In case you are not aware of it - using prospectors increases the yield of an asteroid (number of fragments produced by lasering). The actual number of "extra" chunks is greatest by using an "A" prospector controller decreasing to lowest "extra" chunks from an "E".
 
:cool: Thanks Cmdrs, i'm sure others will find this thread as useful as I!

Oh i have switched out the abrasion blaster for a Sub-surface Displacement Missile thing, so i kept the pulse wave scanner and will see if i get more out of it. I'll keep my mining laser as per usual (with the refinery and Collector limpet). I'll see if i feel i need the prospector for a later upgrade.
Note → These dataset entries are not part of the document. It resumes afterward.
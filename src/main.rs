//! `ackr` — acknowledgements generator for iOS `Settings.bundle` folders.
//!
//! # Flow
//! 1. Parse CLI arguments ([`cli`]).
//! 2. Load the optional config file ([`config::load_config`]).
//! 3. Resolve input and output folders, auto-detecting conventional
//!    Carthage/CocoaPods/Settings.bundle locations when unset ([`detector`]).
//! 4. Run the pipeline ([`pipeline::generate`]): prepare and optionally
//!    clean the `Licenses` folder ([`cleanup`]), scan every input folder for
//!    license files ([`scanner`]), normalize each license text
//!    ([`normalize`]), and write one plist per dependency plus the
//!    `Acknowledgements.plist` index ([`emitter`]).
//! 5. Exit `0` on success, `2` when no usable input or output folder could
//!    be resolved.

mod cleanup;
mod cli;
mod config;
mod detector;
mod emitter;
mod models;
mod normalize;
mod pipeline;
mod scanner;

use anyhow::Result;
use clap::Parser;
use colored::Colorize;

use cli::Cli;
use config::load_config;
use emitter::plist::PlistWriter;
use pipeline::Options;

fn main() -> Result<()> {
    let cli = Cli::parse();

    let cwd = std::env::current_dir()?;
    let config = load_config(&cwd, cli.config.as_deref())?;

    // CLI arguments win over the config file; anything still unset falls
    // back to auto-detection and the built-in defaults.
    let mut input_folders = if cli.input.is_empty() {
        config.input
    } else {
        cli.input
    };
    if input_folders.is_empty() {
        input_folders = detector::find_input_folders(&cwd);
    }
    if input_folders.is_empty() {
        eprintln!(
            "{} input folder(s) could not be detected, please specify with -i or --input",
            "error:".red()
        );
        std::process::exit(2);
    }
    for folder in &input_folders {
        if !folder.is_dir() {
            eprintln!(
                "{} input folder {} doesn't exist or is not a folder",
                "error:".red(),
                folder.display()
            );
            std::process::exit(2);
        }
    }

    let output_folder = cli
        .output
        .or(config.output)
        .or_else(|| detector::find_output_folder(&cwd));
    let Some(output_folder) = output_folder else {
        eprintln!(
            "{} output folder could not be detected, please specify with -o or --output",
            "error:".red()
        );
        std::process::exit(2);
    };

    if !cli.quiet {
        let folders: Vec<String> = input_folders
            .iter()
            .map(|folder| folder.display().to_string())
            .collect();
        println!("Input folder(s): {}", folders.join(" and "));
        println!("Output folder: {}", output_folder.display());
    }

    let options = Options {
        max_depth: cli.max_depth.or(config.max_depth).unwrap_or(1),
        clean_up: !cli.no_clean && config.clean_up.unwrap_or(true),
        quiet: cli.quiet,
    };

    pipeline::generate(&input_folders, &output_folder, &options, &PlistWriter)?;

    Ok(())
}
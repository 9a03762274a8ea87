use std::path::Path;

use anyhow::Result;

use crate::models::{DependencyRecord, SettingsDocument, Specifier};

pub mod plist;

/// Serializer for [`SettingsDocument`]s. The pipeline is written against
/// this trait so an alternate document format can be swapped in without
/// touching the scan or normalization logic.
pub trait DocumentWriter {
    /// File extension (without the dot) of the documents this writer
    /// produces.
    fn extension(&self) -> &'static str;

    /// Serialize `document` to `dest`, overwriting any existing file. Fails
    /// if the destination folder does not exist or is not writable.
    fn write_document(&self, document: &SettingsDocument, dest: &Path) -> Result<()>;
}

/// Write the standalone document for a single license: one Group specifier
/// carrying the normalized license text.
pub fn emit_license_document(text: &str, dest: &Path, writer: &dyn DocumentWriter) -> Result<()> {
    let document = SettingsDocument {
        specifiers: vec![Specifier::Group {
            footer_text: text.to_owned(),
        }],
    };
    writer.write_document(&document, dest)
}

/// Write the acknowledgements index: one ChildPane specifier per record, in
/// record order, each pointing at `Licenses/<name>`. Duplicate names are
/// kept as separate entries.
pub fn emit_index_document(
    records: &[DependencyRecord],
    dest: &Path,
    writer: &dyn DocumentWriter,
) -> Result<()> {
    let specifiers = records
        .iter()
        .map(|record| Specifier::ChildPane {
            file: format!("Licenses/{}", record.name),
            title: record.name.clone(),
        })
        .collect();
    writer.write_document(&SettingsDocument { specifiers }, dest)
}
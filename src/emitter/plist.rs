use std::path::Path;

use anyhow::{Context, Result};
use quick_xml::events::{BytesDecl, BytesEnd, BytesStart, BytesText, Event};
use quick_xml::Writer;

use super::DocumentWriter;
use crate::models::{SettingsDocument, Specifier};

const DOCTYPE: &str = r#"plist PUBLIC "-//Apple//DTD PLIST 1.0//EN" "http://www.apple.com/DTDs/PropertyList-1.0.dtd""#;

/// Writes settings documents as XML property lists, the format the iOS
/// Settings app reads from a `Settings.bundle`.
pub struct PlistWriter;

impl DocumentWriter for PlistWriter {
    fn extension(&self) -> &'static str {
        "plist"
    }

    fn write_document(&self, document: &SettingsDocument, dest: &Path) -> Result<()> {
        let bytes = to_xml(document)?;
        std::fs::write(dest, bytes).with_context(|| format!("writing {}", dest.display()))?;
        Ok(())
    }
}

fn to_xml(document: &SettingsDocument) -> Result<Vec<u8>> {
    let mut writer = Writer::new_with_indent(Vec::new(), b'\t', 1);

    writer.write_event(Event::Decl(BytesDecl::new("1.0", Some("UTF-8"), None)))?;
    writer.write_event(Event::DocType(BytesText::from_escaped(DOCTYPE)))?;

    let mut plist = BytesStart::new("plist");
    plist.push_attribute(("version", "1.0"));
    writer.write_event(Event::Start(plist))?;
    writer.write_event(Event::Start(BytesStart::new("dict")))?;
    write_key(&mut writer, "PreferenceSpecifiers")?;
    writer.write_event(Event::Start(BytesStart::new("array")))?;

    for specifier in &document.specifiers {
        writer.write_event(Event::Start(BytesStart::new("dict")))?;
        match specifier {
            Specifier::Group { footer_text } => {
                write_entry(&mut writer, "Type", "PSGroupSpecifier")?;
                write_entry(&mut writer, "FooterText", footer_text)?;
            }
            Specifier::ChildPane { file, title } => {
                write_entry(&mut writer, "Type", "PSChildPaneSpecifier")?;
                write_entry(&mut writer, "File", file)?;
                write_entry(&mut writer, "Title", title)?;
            }
        }
        writer.write_event(Event::End(BytesEnd::new("dict")))?;
    }

    writer.write_event(Event::End(BytesEnd::new("array")))?;
    writer.write_event(Event::End(BytesEnd::new("dict")))?;
    writer.write_event(Event::End(BytesEnd::new("plist")))?;

    let mut bytes = writer.into_inner();
    bytes.push(b'\n');
    Ok(bytes)
}

fn write_key<W: std::io::Write>(writer: &mut Writer<W>, key: &str) -> Result<()> {
    writer.write_event(Event::Start(BytesStart::new("key")))?;
    writer.write_event(Event::Text(BytesText::new(key)))?;
    writer.write_event(Event::End(BytesEnd::new("key")))?;
    Ok(())
}

fn write_entry<W: std::io::Write>(writer: &mut Writer<W>, key: &str, value: &str) -> Result<()> {
    write_key(writer, key)?;
    writer.write_event(Event::Start(BytesStart::new("string")))?;
    writer.write_event(Event::Text(BytesText::new(value)))?;
    writer.write_event(Event::End(BytesEnd::new("string")))?;
    Ok(())
}

/// Parse a generated property list back into a [`SettingsDocument`].
/// Test support for round-trip assertions.
#[cfg(test)]
pub(crate) fn read_document(path: &Path) -> Result<SettingsDocument> {
    use quick_xml::Reader;

    let content = std::fs::read_to_string(path)
        .with_context(|| format!("reading {}", path.display()))?;
    let mut reader = Reader::from_str(&content);

    let mut document = SettingsDocument::default();
    let mut buf = Vec::new();
    let mut dict_level = 0u32;
    let mut capture = false;
    let mut text = String::new();
    let mut pending_key = String::new();
    let mut entries: Vec<(String, String)> = Vec::new();

    loop {
        match reader.read_event_into(&mut buf)? {
            Event::Start(ref e) => match e.name().as_ref() {
                b"dict" => {
                    dict_level += 1;
                    if dict_level == 2 {
                        entries.clear();
                    }
                }
                b"key" | b"string" => {
                    capture = true;
                    text.clear();
                }
                _ => {}
            },
            Event::Text(ref t) => {
                if capture {
                    text.push_str(&t.unescape()?);
                }
            }
            Event::End(ref e) => match e.name().as_ref() {
                b"key" => {
                    pending_key = std::mem::take(&mut text);
                    capture = false;
                }
                b"string" => {
                    entries.push((std::mem::take(&mut pending_key), std::mem::take(&mut text)));
                    capture = false;
                }
                b"dict" => {
                    if dict_level == 2 {
                        document.specifiers.push(specifier_from_entries(&entries)?);
                    }
                    dict_level -= 1;
                }
                _ => {}
            },
            Event::Eof => break,
            _ => {}
        }
        buf.clear();
    }

    Ok(document)
}

#[cfg(test)]
fn specifier_from_entries(entries: &[(String, String)]) -> Result<Specifier> {
    let get = |wanted: &str| {
        entries
            .iter()
            .find(|(key, _)| key == wanted)
            .map(|(_, value)| value.clone())
            .unwrap_or_default()
    };

    match get("Type").as_str() {
        "PSGroupSpecifier" => Ok(Specifier::Group {
            footer_text: get("FooterText"),
        }),
        "PSChildPaneSpecifier" => Ok(Specifier::ChildPane {
            file: get("File"),
            title: get("Title"),
        }),
        other => anyhow::bail!("unknown specifier type {other:?}"),
    }
}
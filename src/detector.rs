use std::fs;
use std::path::{Path, PathBuf};

/// Auto-detect input folders by convention: the Carthage `Checkouts` folder
/// and the CocoaPods `Pods` folder, in that order.
pub fn find_input_folders(cwd: &Path) -> Vec<PathBuf> {
    let mut folders = Vec::new();
    if let Some(checkouts) = find_folder(cwd, Path::new("Carthage/Checkouts")) {
        folders.push(checkouts);
    }
    if let Some(pods) = find_folder(cwd, Path::new("Pods")) {
        folders.push(pods);
    }
    folders
}

/// Auto-detect the output folder by convention: the project's
/// `Settings.bundle`.
pub fn find_output_folder(cwd: &Path) -> Option<PathBuf> {
    find_folder(cwd, Path::new("Settings.bundle"))
}

/// Look for `search` under `base`: directly, then one subfolder down (the
/// tool may be invoked from above the project root), then retry from the
/// parent as long as it looks like a project root, i.e. contains a
/// `Cartfile` or `Podfile` (the tool may sit in a `Scripts` subfolder).
fn find_folder(base: &Path, search: &Path) -> Option<PathBuf> {
    let candidate = base.join(search);
    if candidate.is_dir() {
        return Some(candidate);
    }

    if let Ok(entries) = fs::read_dir(base) {
        for entry in entries.flatten() {
            let candidate = entry.path().join(search);
            if candidate.is_dir() {
                return Some(candidate);
            }
        }
    }

    let parent = base.parent()?;
    if parent.join("Cartfile").exists() || parent.join("Podfile").exists() {
        return find_folder(parent, search);
    }
    None
}

#[cfg(test)]
mod tests {
    use super::*;

    #[test]
    fn test_finds_folders_in_project_root() {
        let dir = tempfile::tempdir().unwrap();
        fs::create_dir_all(dir.path().join("Carthage").join("Checkouts")).unwrap();
        fs::create_dir_all(dir.path().join("Pods")).unwrap();
        fs::create_dir_all(dir.path().join("Settings.bundle")).unwrap();

        let inputs = find_input_folders(dir.path());
        assert_eq!(
            inputs,
            [
                dir.path().join("Carthage").join("Checkouts"),
                dir.path().join("Pods"),
            ]
        );
        assert_eq!(
            find_output_folder(dir.path()),
            Some(dir.path().join("Settings.bundle"))
        );
    }

    #[test]
    fn test_finds_folders_from_scripts_subfolder() {
        let dir = tempfile::tempdir().unwrap();
        fs::write(dir.path().join("Cartfile"), "").unwrap();
        fs::create_dir_all(dir.path().join("Carthage").join("Checkouts")).unwrap();
        let scripts = dir.path().join("Scripts");
        fs::create_dir_all(&scripts).unwrap();

        let inputs = find_input_folders(&scripts);
        assert_eq!(inputs, [dir.path().join("Carthage").join("Checkouts")]);
    }

    #[test]
    fn test_finds_folders_one_level_down() {
        let dir = tempfile::tempdir().unwrap();
        let project = dir.path().join("MyProject");
        fs::create_dir_all(project.join("Pods")).unwrap();

        let inputs = find_input_folders(dir.path());
        assert_eq!(inputs, [project.join("Pods")]);
    }

    #[test]
    fn test_nothing_found() {
        let dir = tempfile::tempdir().unwrap();
        assert!(find_input_folders(dir.path()).is_empty());
        assert!(find_output_folder(dir.path()).is_none());
    }
}
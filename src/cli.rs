use std::path::PathBuf;

use clap::Parser;

#[derive(Parser, Debug)]
#[command(
    name = "ackr",
    about = "Generate Settings.bundle acknowledgement plists from Carthage and CocoaPods checkouts",
    version
)]
pub struct Cli {
    /// Input folder(s) to scan, e.g. Carthage/Checkouts (repeatable)
    #[arg(short, long, value_name = "DIR")]
    pub input: Vec<PathBuf>,

    /// Output folder, e.g. MyProject/Settings.bundle
    #[arg(short, long, value_name = "DIR")]
    pub output: Option<PathBuf>,

    /// Maximum folder depth to look for licenses [default: 1]
    #[arg(short = 'd', long, value_name = "DEPTH")]
    pub max_depth: Option<usize>,

    /// Do not remove existing license plists before generating
    #[arg(short = 'n', long)]
    pub no_clean: bool,

    /// Config file [default: ./.ackr/config.toml, fallback ~/.config/ackr/config.toml]
    #[arg(long, value_name = "FILE")]
    pub config: Option<PathBuf>,

    /// Do not print progress output (errors are still reported)
    #[arg(short, long)]
    pub quiet: bool,
}
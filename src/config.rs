use std::path::{Path, PathBuf};

use anyhow::Result;
use serde::Deserialize;

/// On-disk configuration, deserialized from `.ackr/config.toml`.
///
/// Every field is optional. Command-line arguments take precedence, and
/// anything still unset falls back to auto-detection or the built-in
/// defaults (max depth 1, clean-up on).
#[derive(Debug, Default, Deserialize)]
#[serde(rename_all = "kebab-case")]
pub struct Config {
    /// Input folder(s) to scan, e.g. `Carthage/Checkouts`.
    #[serde(default)]
    pub input: Vec<PathBuf>,
    /// Output folder, e.g. `MyProject/Settings.bundle`.
    pub output: Option<PathBuf>,
    /// Maximum folder depth to look for licenses.
    pub max_depth: Option<usize>,
    /// Whether to remove previously generated license documents first.
    pub clean_up: Option<bool>,
}

/// Load the configuration, searching in order:
///
/// 1. `config_override` — path passed via `--config`
/// 2. `<cwd>/.ackr/config.toml`
/// 3. `~/.config/ackr/config.toml`
/// 4. Built-in [`Config::default`]
pub fn load_config(cwd: &Path, config_override: Option<&Path>) -> Result<Config> {
    if let Some(path) = config_override {
        let content = std::fs::read_to_string(path)?;
        return Ok(toml::from_str(&content)?);
    }

    let project_config = cwd.join(".ackr").join("config.toml");
    if project_config.exists() {
        let content = std::fs::read_to_string(&project_config)?;
        return Ok(toml::from_str(&content)?);
    }

    if let Some(home) = dirs::home_dir() {
        let home_config = home.join(".config").join("ackr").join("config.toml");
        if home_config.exists() {
            let content = std::fs::read_to_string(&home_config)?;
            return Ok(toml::from_str(&content)?);
        }
    }

    Ok(Config::default())
}
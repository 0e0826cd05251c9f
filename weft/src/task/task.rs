use crate::runtime::Handle;
use crate::task::cancel::CancelState;
use crate::task::state::{AtomicTaskState, Epoch, SleepState, WakeupOutcome};
use crate::task::{CancellationReason, Id, TaskState, WakeupSource};
use crate::time::Deadline;
use crate::wait::WaitList;
use futures::future::BoxFuture;
use parking_lot::{Condvar, Mutex};
use std::fmt;
use std::sync::Arc;
use std::sync::atomic::{AtomicBool, AtomicU8, Ordering};
use std::time::Instant;

/// A spawned unit of work. Always lives behind an `Arc`.
///
/// Strong references are held by the processor registry, by the ready queue
/// the task currently sits in, by its [`TaskHandle`](crate::task::TaskHandle)
/// and by cancellation tokens. Wait lists and the deadline timer only hold
/// `Weak` references.
pub(crate) struct Task {
    id: Id,

    /// Exempt from admission control and from cancel-before-start.
    critical: bool,

    pub(super) state: AtomicTaskState,

    pub(crate) sleep: SleepState,

    /// Primary cause of the last resume, consumed by `wait::sleep`.
    wakeup_source: AtomicU8,

    pub(crate) cancel: CancelState,

    /// Task-level deadline, see `current::set_deadline`.
    deadline: Mutex<Deadline>,

    /// Guards against two `wait::sleep` futures being live in the same task.
    in_sleep: AtomicBool,

    started: AtomicBool,

    /// Type-erased body. `None` once the task reached a terminal state.
    pub(super) future: Mutex<Option<BoxFuture<'static, ()>>>,

    /// Set for every 4th scheduled task, feeds the wait-time overload sensor.
    enqueued_at: Mutex<Option<Instant>>,

    /// Tasks waiting for this one to finish.
    pub(crate) finish_waiters: WaitList,

    /// Latch for threads blocked in `TaskHandle::blocking_wait`.
    finished: Mutex<bool>,
    finished_cv: Condvar,

    pub(super) scheduler: Handle,
}

impl Task {
    pub(crate) fn new(future: BoxFuture<'static, ()>, critical: bool, scheduler: Handle) -> Self {
        Self {
            id: Id::next(),
            critical,
            state: AtomicTaskState::new(),
            sleep: SleepState::new(),
            wakeup_source: AtomicU8::new(WakeupSource::None as u8),
            cancel: CancelState::default(),
            deadline: Mutex::new(Deadline::unreachable()),
            in_sleep: AtomicBool::new(false),
            started: AtomicBool::new(false),
            future: Mutex::new(Some(future)),
            enqueued_at: Mutex::new(None),
            finish_waiters: WaitList::new(),
            finished: Mutex::new(false),
            finished_cv: Condvar::new(),
            scheduler,
        }
    }

    pub(crate) fn id(&self) -> Id {
        self.id
    }

    pub(crate) fn is_critical(&self) -> bool {
        self.critical
    }

    pub(crate) fn state(&self) -> TaskState {
        self.state.load()
    }

    pub(crate) fn is_finished(&self) -> bool {
        self.state().is_finished()
    }

    pub(crate) fn scheduler(&self) -> &Handle {
        &self.scheduler
    }

    pub(crate) fn epoch(&self) -> Epoch {
        self.sleep.load().epoch
    }

    pub(super) fn mark_started(&self) -> bool {
        !self.started.swap(true, Ordering::AcqRel)
    }

    pub(super) fn set_wakeup_source(&self, source: WakeupSource) {
        self.wakeup_source.store(source as u8, Ordering::Release);
    }

    /// Returns the cause recorded at the last resume, at most once.
    pub(crate) fn take_wakeup_source(&self) -> WakeupSource {
        WakeupSource::from_u8(self.wakeup_source.swap(WakeupSource::None as u8, Ordering::AcqRel))
    }

    pub(crate) fn deadline(&self) -> Deadline {
        *self.deadline.lock()
    }

    pub(crate) fn set_deadline(&self, deadline: Deadline) {
        *self.deadline.lock() = deadline;
    }

    #[track_caller]
    pub(crate) fn enter_sleep(&self) {
        assert!(
            !self.in_sleep.swap(true, Ordering::AcqRel),
            "task {} is already suspended in another wait",
            self.id
        );
    }

    pub(crate) fn leave_sleep(&self) {
        self.in_sleep.store(false, Ordering::Release);
    }

    pub(crate) fn stamp_enqueued(&self, at: Option<Instant>) {
        *self.enqueued_at.lock() = at;
    }

    pub(crate) fn take_enqueued(&self) -> Option<Instant> {
        self.enqueued_at.lock().take()
    }

    /// Delivers a wakeup. Returns `false` if it was discarded (stale epoch,
    /// duplicate cause, cancellation while non-cancellable).
    ///
    /// The caller that delivers the first cause to a sleeping task pushes it
    /// on the ready queue; every other caller only records its cause.
    pub(crate) fn wakeup(self: &Arc<Self>, source: WakeupSource, epoch: Option<Epoch>) -> bool {
        match self.sleep.wakeup(source, epoch) {
            WakeupOutcome::Schedule => {
                tracing::trace!(task_id = %self.id, ?source, "waking task");
                self.schedule();
                true
            }
            WakeupOutcome::Accepted => true,
            WakeupOutcome::Rejected => false,
        }
    }

    /// First request wins, later ones are no-ops.
    pub(crate) fn request_cancel(self: &Arc<Self>, reason: CancellationReason) {
        if self.is_finished() || !self.cancel.request(reason) {
            return;
        }

        tracing::debug!(task_id = %self.id, %reason, "cancellation requested");
        self.wakeup(WakeupSource::CancelRequest, None);
    }

    /// Pushes a sleeping task back on a ready queue.
    #[track_caller]
    pub(crate) fn schedule(self: &Arc<Self>) {
        if let Err(actual) = self.state.transition(TaskState::Suspended, TaskState::Queued) {
            panic!("task {} scheduled from state {actual:?}", self.id);
        }

        self.scheduler.schedule(Arc::clone(self));
    }

    /// Pushes a freshly spawned task on a ready queue.
    #[track_caller]
    pub(crate) fn schedule_new(self: &Arc<Self>) {
        if let Err(actual) = self.state.transition(TaskState::New, TaskState::Queued) {
            panic!("new task {} scheduled from state {actual:?}", self.id);
        }

        self.scheduler.schedule(Arc::clone(self));
    }

    pub(super) fn notify_finished(&self) {
        self.finish_waiters.wakeup_all();

        let mut finished = self.finished.lock();
        *finished = true;
        self.finished_cv.notify_all();
    }

    /// Blocks the calling OS thread until the task reaches a terminal state
    /// or `deadline` is reached. Returns `true` if finished.
    pub(crate) fn block_until_finished(&self, deadline: Deadline) -> bool {
        let mut finished = self.finished.lock();
        while !*finished {
            match deadline.instant() {
                Some(when) => {
                    if self.finished_cv.wait_until(&mut finished, when).timed_out() {
                        return *finished;
                    }
                }
                None => self.finished_cv.wait(&mut finished),
            }
        }
        true
    }
}

impl fmt::Debug for Task {
    fn fmt(&self, f: &mut fmt::Formatter<'_>) -> fmt::Result {
        f.debug_struct("Task")
            .field("id", &self.id)
            .field("state", &self.state())
            .field("critical", &self.critical)
            .field("cancel", &self.cancel.reason())
            .finish()
    }
}

/// Queue-owned reference to a task in state `Queued`.
#[derive(Debug)]
pub(crate) struct Notified(pub(crate) Arc<Task>);

impl Notified {
    pub(crate) fn task(&self) -> &Arc<Task> {
        &self.0
    }

    pub(crate) fn run(self) {
        self.0.run();
    }
}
Thanks again for all the info.
 
yes you must to have it. Without prospecting you cannot do deep mining - prospectors will reveal targets for rockets and bombs.
Without prospector - laser only.
Ah, yes. I found out the hard way, wasting 20 shots from my Sub-surface Displacement Missile rack. It don't work without the prospector limpets.

Hmm, i need to rethink my build; i have a jack-of-all-trades Asp Explorer currently: 3 berth cabin, 90tons cargo capacity, 20ly jump range, most 'exploration' scanners, and weapons and laser mining and refining setup. But no current room for the Prospector Limpets. The 'core' mining thing i might leave alone for now.